* Problem *
The number of lines below that contain the word "derived" is all that the answer should hold.

[Saved data entries]
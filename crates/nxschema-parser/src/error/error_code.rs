//! Error codes for the schema diagnostic system.
//!
//! Error codes are organized by class:
//! - `E0xx` - Document errors
//! - `E1xx` - Structural parse errors
//! - `E2xx` - Reference errors
//! - `E3xx` - Invariant violations

use std::fmt;

/// The class of failure an [`ErrorCode`] belongs to.
#[derive(Debug, Clone, Copy, PartialEq, Eq, Hash)]
pub enum ErrorClass {
    /// The source is not a well-formed XML Schema document.
    Document,
    /// A construct has an unsupported shape.
    Structural,
    /// A name or positional key does not resolve.
    Reference,
    /// A node was handed to the parser of another kind.
    Invariant,
}

impl fmt::Display for ErrorClass {
    fn fmt(&self, f: &mut fmt::Formatter<'_>) -> fmt::Result {
        let text = match self {
            ErrorClass::Document => "document error",
            ErrorClass::Structural => "structural parse error",
            ErrorClass::Reference => "reference error",
            ErrorClass::Invariant => "invariant violation",
        };
        f.write_str(text)
    }
}

/// Error codes for categorizing diagnostic errors.
#[derive(Debug, Clone, Copy, PartialEq, Eq, Hash)]
pub enum ErrorCode {
    // =========================================================================
    // Document Errors (E0xx)
    // =========================================================================
    /// Malformed XML.
    ///
    /// The source could not be parsed as an XML document.
    E001,

    /// Not a schema document.
    ///
    /// The document element is not an XML Schema `schema` element.
    E002,

    // =========================================================================
    // Structural Parse Errors (E1xx)
    // =========================================================================
    /// Unexpected child construct.
    ///
    /// A construct contains a child whose kind is not supported at that
    /// position. Unsupported shapes are never silently dropped.
    E100,

    /// Definition element missing or duplicated.
    ///
    /// Exactly one document-level `xs:element` is expected.
    E101,

    /// Invalid facet value.
    ///
    /// A numeric facet such as `maxLength` or an occurrence bound could not
    /// be parsed.
    E102,

    /// Missing required attribute.
    ///
    /// A construct lacks an attribute it cannot be cataloged without, such as
    /// the `name` of a top-level type or the `ref` of an attribute group
    /// reference.
    E103,

    /// Extension cycle.
    ///
    /// Complex types extend each other in a cycle.
    E104,

    /// Self-derived simple type.
    ///
    /// A simple type's base resolves back to the type itself.
    E105,

    // =========================================================================
    // Reference Errors (E2xx)
    // =========================================================================
    /// Unresolved name.
    ///
    /// A `type`, `base` or `ref` pointer names nothing in the cross-reference.
    E200,

    /// Unresolved position.
    ///
    /// No construct was cataloged at the position being assembled.
    E201,

    /// Wrong construct kind.
    ///
    /// A name resolves to a construct of a different kind than the context
    /// requires.
    E202,

    // =========================================================================
    // Invariant Violations (E3xx)
    // =========================================================================
    /// Construct kind mismatch.
    ///
    /// A node was handed to the parser of a different construct kind. This
    /// is a defect in the catalog builder, not in the input.
    E300,
}

impl ErrorCode {
    /// Returns the numeric code as a string (e.g., "E001").
    pub fn as_str(&self) -> &'static str {
        match self {
            ErrorCode::E001 => "E001",
            ErrorCode::E002 => "E002",
            ErrorCode::E100 => "E100",
            ErrorCode::E101 => "E101",
            ErrorCode::E102 => "E102",
            ErrorCode::E103 => "E103",
            ErrorCode::E104 => "E104",
            ErrorCode::E105 => "E105",
            ErrorCode::E200 => "E200",
            ErrorCode::E201 => "E201",
            ErrorCode::E202 => "E202",
            ErrorCode::E300 => "E300",
        }
    }

    /// Returns a short description of what this error code means.
    pub fn description(&self) -> &'static str {
        match self {
            ErrorCode::E001 => "malformed XML",
            ErrorCode::E002 => "not a schema document",
            ErrorCode::E100 => "unexpected child construct",
            ErrorCode::E101 => "definition element missing or duplicated",
            ErrorCode::E102 => "invalid facet value",
            ErrorCode::E103 => "missing required attribute",
            ErrorCode::E104 => "extension cycle",
            ErrorCode::E105 => "self-derived simple type",
            ErrorCode::E200 => "unresolved name",
            ErrorCode::E201 => "unresolved position",
            ErrorCode::E202 => "wrong construct kind",
            ErrorCode::E300 => "construct kind mismatch",
        }
    }

    /// Returns the class this code belongs to.
    pub fn class(&self) -> ErrorClass {
        match self {
            ErrorCode::E001 | ErrorCode::E002 => ErrorClass::Document,
            ErrorCode::E100
            | ErrorCode::E101
            | ErrorCode::E102
            | ErrorCode::E103
            | ErrorCode::E104
            | ErrorCode::E105 => ErrorClass::Structural,
            ErrorCode::E200 | ErrorCode::E201 | ErrorCode::E202 => ErrorClass::Reference,
            ErrorCode::E300 => ErrorClass::Invariant,
        }
    }
}

impl fmt::Display for ErrorCode {
    fn fmt(&self, f: &mut fmt::Formatter<'_>) -> fmt::Result {
        write!(f, "{}", self.as_str())
    }
}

* Task answer *
2